La campagne de répression lancée en 2017 par les autorités contre la presse indépendante, les organisations de la société civile et l’opposition politique s’est poursuivie tout au long de l’année. Le plus grand parti d’opposition, le Parti du sauvetage national du Cambodge (PSNC), était toujours frappé d’interdiction depuis sa dissolution ordonnée par la justice en 2017. La campagne gouvernementale de lutte contre les stupéfiants est entrée dans sa cinquième année.

Liberté d’expression

Le 16 février, Hun Sen a promulgué le Sous-décret sur la mise en place d’un portail national d’accès à Internet, qui bafouait le droit à la vie privée et encourageait l’autocensure. Ce texte imposait que l’ensemble du trafic Internet passe par une entité de contrôle centralisée, chargée de surveiller les activités en ligne, et que les fournisseurs d’accès vérifient l’identité des internautes. En outre, il autorisait le blocage ou la déconnexion des pages « portant atteinte à la sécurité, au revenu national, à l’ordre social, à la dignité, à la culture, aux traditions ou aux coutumes ».

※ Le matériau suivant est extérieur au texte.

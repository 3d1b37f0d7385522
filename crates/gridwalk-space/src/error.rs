//! Error types for grid construction and mutation.

use gridwalk_core::Point;

/// Errors arising from grid parsing or cell writes.
#[derive(Clone, Debug, PartialEq, Eq, thiserror::Error)]
pub enum GridError {
    /// A point lies outside `[0, rows) x [0, cols)`.
    #[error("point {point} out of bounds: [0, {rows}) x [0, {cols})")]
    OutOfBounds {
        /// The offending point.
        point: Point,
        /// Number of rows in the grid.
        rows: usize,
        /// Number of columns in the grid.
        cols: usize,
    },
    /// A character in the input could not be turned into a cell value.
    #[error("invalid cell {ch:?} at {point}")]
    InvalidCell {
        /// Where the character sits.
        point: Point,
        /// The character that failed to parse.
        ch: char,
    },
    /// A dimension has more entries than an `i32` coordinate can address.
    #[error("grid of {rows} x {cols} exceeds the i32 coordinate range")]
    TooLarge {
        /// Number of rows requested.
        rows: usize,
        /// Number of columns requested.
        cols: usize,
    },
}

Les autorités ont continué d’utiliser la pandémie de COVID-19 comme prétexte pour limiter la liberté d’expression. Au début du mois de mars, Shen Kaidong, rédacteur en chef chinois de la plateforme d’information sinophone Angkor Today, a été expulsé pour avoir publié un article sur les vaccins qui a été considéré comme de « fausses nouvelles » par les autorités. Au cours du même mois, l’Assemblée nationale a adopté la Loi sur les mesures de prévention de la propagation du COVID-19 et des autres maladies graves, dangereuses et contagieuses (Loi relative au COVID-19), qui imposait de sévères sanctions en cas de non-respect des restrictions liées à la pandémie, notamment des peines d’emprisonnement pouvant aller jusqu’à 20 ans.

Selon la Ligue cambodgienne des droits de l’homme (LICADHO), une ONG locale, au moins 258 personnes ont été arrêtées au titre de la nouvelle loi entre le 10 et le 25 avril pour non-respect des mesures administratives. Parmi elles, 83 ont été poursuivies en justice et condamnées à des peines d’emprisonnement. Des dizaines d’autres personnes ont été arrêtées pour avoir critiqué les mesures prises par le gouvernement face à la pandémie de COVID-19.

Liberté d’association

Les membres du PSNC, le parti d’opposition interdit, ont continué d’être la cible d’arrestations et de poursuites arbitraires, ainsi que d’attaques violentes par des personnes non identifiées. Au début du mois de janvier se sont ouverts les procès collectifs d’environ 150 cadres du PSNC et autres membres et sympathisant·e·s du parti1. Nombre des accusations portaient sur le retour prévu au Cambodge, en novembre 2019, de responsables du PSNC en exil, qui a été qualifié de tentative de coup d’État par les autorités. Le 1er mars, neuf cadres du parti ont été jugés par contumace et déclarés coupables de « tentative de commettre un crime » et « d’agression » en vertu respectivement des articles 27 et 451 du Code pénal cambodgien. Le cofondateur du parti, Sam Rainsy, a été condamné à une peine de 25 ans d’emprisonnement et les autres à des peines de 20 à 22 ans d’emprisonnement.

Le 9 novembre, deux sympathisants du PSNC reconnus comme réfugiés par le HCR, Veourn Veasna et Voeung Samnang, ont été renvoyés de force au Cambodge par la Thaïlande et incarcérés après avoir été accusés d’incitation à commettre un crime et de violations des règles mises en place pour lutter contre la pandémie de COVID-19. Hun Sen avait déjà ordonné l’arrestation de Voeurn Veasna après qu’il eut publié un poème le critiquant. Les deux hommes se trouvaient toujours en détention provisoire à la fin de l’année.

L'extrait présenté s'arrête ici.